Records supplied
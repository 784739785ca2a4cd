//! Support for the game's JSON string file.
//!
//! ```json
//! {
//!   "$id": "1",
//!   "strings": [
//!     { "Key": "5f0c3c55-3c1e-4e0f-9d54-8a9e6f0f1a01", "Value": "Hello" }
//!   ]
//! }
//! ```
//!
//! Top-level fields other than `$id` and `strings` are kept as-is so a
//! translated file differs from its source only in the `Value`s.

use std::{io::BufRead, path::Path};

use serde::{Deserialize, Deserializer, Serialize};
use serde_json::{Map, Value};
use uuid::Uuid;

use crate::{
    catalog::StringBucket,
    error::Error,
    traits::Parser,
    types::{BucketId, StringEntry},
};

#[derive(Debug, Clone, PartialEq, Serialize, Deserialize)]
pub struct LanguageFile {
    #[serde(rename = "$id", default, skip_serializing_if = "Option::is_none")]
    pub id: Option<Value>,
    #[serde(default)]
    pub strings: Vec<StringPair>,
    #[serde(flatten)]
    pub extra: Map<String, Value>,
}

#[derive(Debug, Clone, PartialEq, Eq, Serialize, Deserialize)]
pub struct StringPair {
    #[serde(rename = "Key")]
    pub key: Uuid,
    #[serde(rename = "Value", default, deserialize_with = "null_as_empty")]
    pub value: String,
}

fn null_as_empty<'de, D>(deserializer: D) -> Result<String, D::Error>
where
    D: Deserializer<'de>,
{
    Ok(Option::<String>::deserialize(deserializer)?.unwrap_or_default())
}

impl Parser for LanguageFile {
    fn from_reader<R: BufRead>(reader: R) -> Result<Self, Error> {
        serde_json::from_reader(reader).map_err(Error::Parse)
    }

    fn to_writer<W: std::io::Write>(&self, writer: W) -> Result<(), Error> {
        serde_json::to_writer_pretty(writer, self).map_err(Error::Parse)
    }
}

impl LanguageFile {
    /// Builds a bucket from the file's strings, in file order.
    pub fn to_bucket(&self, id: impl Into<BucketId>) -> Result<StringBucket, Error> {
        let mut bucket = StringBucket::new(id);
        for pair in &self.strings {
            bucket.add_entry(StringEntry::new(pair.key, pair.value.clone()))?;
        }
        Ok(bucket)
    }
}

/// Reads a JSON string file into a bucket named after the file stem.
pub fn read_bucket<P: AsRef<Path>>(path: P) -> Result<StringBucket, Error> {
    let path = path.as_ref();
    let id = BucketId::from_path(path)?;
    let file = LanguageFile::read_from(path)?;
    let bucket = file.to_bucket(id)?;
    tracing::debug!(
        path = %path.display(),
        bucket = %bucket.id(),
        entries = bucket.len(),
        "loaded string file"
    );
    Ok(bucket)
}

Task details
A word-for-word copy of the listing is the expected answer.

Response area
repository 784739785ca2a4cd
//! Support for the game's JSON string file.
//!
//! ```json
//! {
//!   "$id": "1",
//!   "strings": [
//!     { "Key": "5f0c3c55-3c1e-4e0f-9d54-8a9e6f0f1a01", "Value": "Hello" }
//!   ]
//! }
//! ```
//!
//! Top-level fields other than `$id` and `strings` are kept as-is so a
//! translated file differs from its source only in the `Value`s.

use std::{io::BufRead, path::Path};

use serde::{Deserialize, Deserializer, Serialize};
use serde_json::{Map, Value};
use uuid::Uuid;

use crate::{
    catalog::StringBucket,
    error::Error,
    traits::Parser,
    types::{BucketId, StringEntry},
};

#[derive(Debug, Clone, PartialEq, Serialize, Deserialize)]
pub struct LanguageFile {
    #[serde(rename = "$id", default, skip_serializing_if = "Option::is_none")]
    pub id: Option<Value>,
    #[serde(default)]
    pub strings: Vec<StringPair>,
    #[serde(flatten)]
    pub extra: Map<String, Value>,
}

#[derive(Debug, Clone, PartialEq, Eq, Serialize, Deserialize)]
pub struct StringPair {
    #[serde(rename = "Key")]
    pub key: Uuid,
    #[serde(rename = "Value", default, deserialize_with = "null_as_empty")]
    pub value: String,
}

fn null_as_empty<'de, D>(deserializer: D) -> Result<String, D::Error>
where
    D: Deserializer<'de>,
{
    Ok(Option::<String>::deserialize(deserializer)?.unwrap_or_default())
}

impl Parser for LanguageFile {
    fn from_reader<R: BufRead>(reader: R) -> Result<Self, Error> {
        serde_json::from_reader(reader).map_err(Error::Parse)
    }

    fn to_writer<W: std::io::Write>(&self, writer: W) -> Result<(), Error> {
        serde_json::to_writer_pretty(writer, self).map_err(Error::Parse)
    }
}

impl LanguageFile {
    /// Builds a bucket from the file's strings, in file order.
    pub fn to_bucket(&self, id: impl Into<BucketId>) -> Result<StringBucket, Error> {
        let mut bucket = StringBucket::new(id);
        for pair in &self.strings {
            bucket.add_entry(StringEntry::new(pair.key, pair.value.clone()))?;
        }
        Ok(bucket)
    }
}

/// Reads a JSON string file into a bucket named after the file stem.
pub fn read_bucket<P: AsRef<Path>>(path: P) -> Result<StringBucket, Error> {
    let path = path.as_ref();
    let id = BucketId::from_path(path)?;
    let file = LanguageFile::read_from(path)?;
    let bucket = file.to_bucket(id)?;
    tracing::debug!(
        path = %path.display(),
        bucket = %bucket.id(),
        entries = bucket.len(),
        "loaded string file"
    );
    Ok(bucket)
}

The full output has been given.